▶ **GOAL OF THE EXERCISE**
Where in the records does the word "struct" appear? Copy each line that holds it.
Start of INPUT
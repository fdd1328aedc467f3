//! Color themes

use ratatui::style::{Color, Modifier, Style};

/// Complete theme definition
#[derive(Debug, Clone, PartialEq)]
pub struct Theme {
    pub name: String,
    pub colors: ThemeColors,
    pub styles: ThemeStyles,
}

#[derive(Debug, Clone, PartialEq)]
pub struct ThemeColors {
    pub bg_primary: Color,
    pub bg_secondary: Color,
    pub bg_highlight: Color,

    pub fg_primary: Color,
    pub fg_secondary: Color,
    pub fg_muted: Color,

    pub accent_primary: Color,
    pub accent_secondary: Color,

    pub success: Color,
    pub warning: Color,
    pub error: Color,
    pub info: Color,

    pub border: Color,
    pub border_focused: Color,
}

#[derive(Debug, Clone, PartialEq)]
pub struct ThemeStyles {
    pub header: Style,
    pub header_label: Style,
    pub cmdline: Style,
    pub cmdline_error: Style,
    pub panel_title: Style,
    pub panel_border: Style,
    pub panel_border_focused: Style,
    pub column_header: Style,
    /// Header of the column rows are ordered by.
    pub column_ordered: Style,
    pub row: Style,
    pub unavailable: Style,
    pub keybind: Style,
    pub keybind_key: Style,
}

impl Theme {
    pub fn from_name(name: &str) -> Self {
        match name.to_lowercase().as_str() {
            "gruvbox" => Self::gruvbox(),
            "nord" => Self::nord(),
            _ => Self::tokyo_night(),
        }
    }

    /// Default theme
    pub fn tokyo_night() -> Self {
        Self::from_colors(
            "Tokyo Night",
            ThemeColors {
                bg_primary: Color::Rgb(26, 27, 38),
                bg_secondary: Color::Rgb(36, 40, 59),
                bg_highlight: Color::Rgb(47, 53, 73),
                fg_primary: Color::Rgb(192, 202, 245),
                fg_secondary: Color::Rgb(169, 177, 214),
                fg_muted: Color::Rgb(86, 95, 137),
                accent_primary: Color::Rgb(122, 162, 247),
                accent_secondary: Color::Rgb(187, 154, 247),
                success: Color::Rgb(158, 206, 106),
                warning: Color::Rgb(224, 175, 104),
                error: Color::Rgb(247, 118, 142),
                info: Color::Rgb(125, 207, 255),
                border: Color::Rgb(41, 46, 66),
                border_focused: Color::Rgb(122, 162, 247),
            },
        )
    }

    pub fn gruvbox() -> Self {
        Self::from_colors(
            "Gruvbox",
            ThemeColors {
                bg_primary: Color::Rgb(40, 40, 40),
                bg_secondary: Color::Rgb(60, 56, 54),
                bg_highlight: Color::Rgb(102, 92, 84),
                fg_primary: Color::Rgb(235, 219, 178),
                fg_secondary: Color::Rgb(213, 196, 161),
                fg_muted: Color::Rgb(168, 153, 132),
                accent_primary: Color::Rgb(131, 165, 152),
                accent_secondary: Color::Rgb(211, 134, 155),
                success: Color::Rgb(184, 187, 38),
                warning: Color::Rgb(250, 189, 47),
                error: Color::Rgb(251, 73, 52),
                info: Color::Rgb(131, 165, 152),
                border: Color::Rgb(80, 73, 69),
                border_focused: Color::Rgb(131, 165, 152),
            },
        )
    }

    pub fn nord() -> Self {
        Self::from_colors(
            "Nord",
            ThemeColors {
                bg_primary: Color::Rgb(46, 52, 64),
                bg_secondary: Color::Rgb(59, 66, 82),
                bg_highlight: Color::Rgb(76, 86, 106),
                fg_primary: Color::Rgb(236, 239, 244),
                fg_secondary: Color::Rgb(229, 233, 240),
                fg_muted: Color::Rgb(216, 222, 233),
                accent_primary: Color::Rgb(136, 192, 208),
                accent_secondary: Color::Rgb(129, 161, 193),
                success: Color::Rgb(163, 190, 140),
                warning: Color::Rgb(235, 203, 139),
                error: Color::Rgb(191, 97, 106),
                info: Color::Rgb(136, 192, 208),
                border: Color::Rgb(67, 76, 94),
                border_focused: Color::Rgb(136, 192, 208),
            },
        )
    }

    fn from_colors(name: &str, colors: ThemeColors) -> Self {
        let styles = ThemeStyles {
            header: Style::default().bg(colors.bg_primary).fg(colors.fg_primary),
            header_label: Style::default()
                .fg(colors.accent_primary)
                .add_modifier(Modifier::BOLD),
            cmdline: Style::default().bg(colors.bg_secondary).fg(colors.fg_secondary),
            cmdline_error: Style::default()
                .bg(colors.bg_secondary)
                .fg(colors.error)
                .add_modifier(Modifier::BOLD),
            panel_title: Style::default()
                .fg(colors.accent_primary)
                .add_modifier(Modifier::BOLD),
            panel_border: Style::default().fg(colors.border),
            panel_border_focused: Style::default().fg(colors.border_focused),
            column_header: Style::default()
                .fg(colors.bg_primary)
                .bg(colors.fg_secondary)
                .add_modifier(Modifier::BOLD),
            column_ordered: Style::default()
                .fg(colors.bg_primary)
                .bg(colors.accent_secondary)
                .add_modifier(Modifier::BOLD),
            row: Style::default().fg(colors.fg_primary),
            unavailable: Style::default().fg(colors.warning),
            keybind: Style::default().fg(colors.fg_muted),
            keybind_key: Style::default()
                .fg(colors.accent_secondary)
                .add_modifier(Modifier::BOLD),
        };

        Self {
            name: name.to_string(),
            colors,
            styles,
        }
    }
}

impl Default for Theme {
    fn default() -> Self {
        Self::tokyo_night()
    }
}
End of INPUT
▶ **EXERCISE RESULT**
pub struct Theme {
pub struct ThemeColors {
pub struct ThemeStyles {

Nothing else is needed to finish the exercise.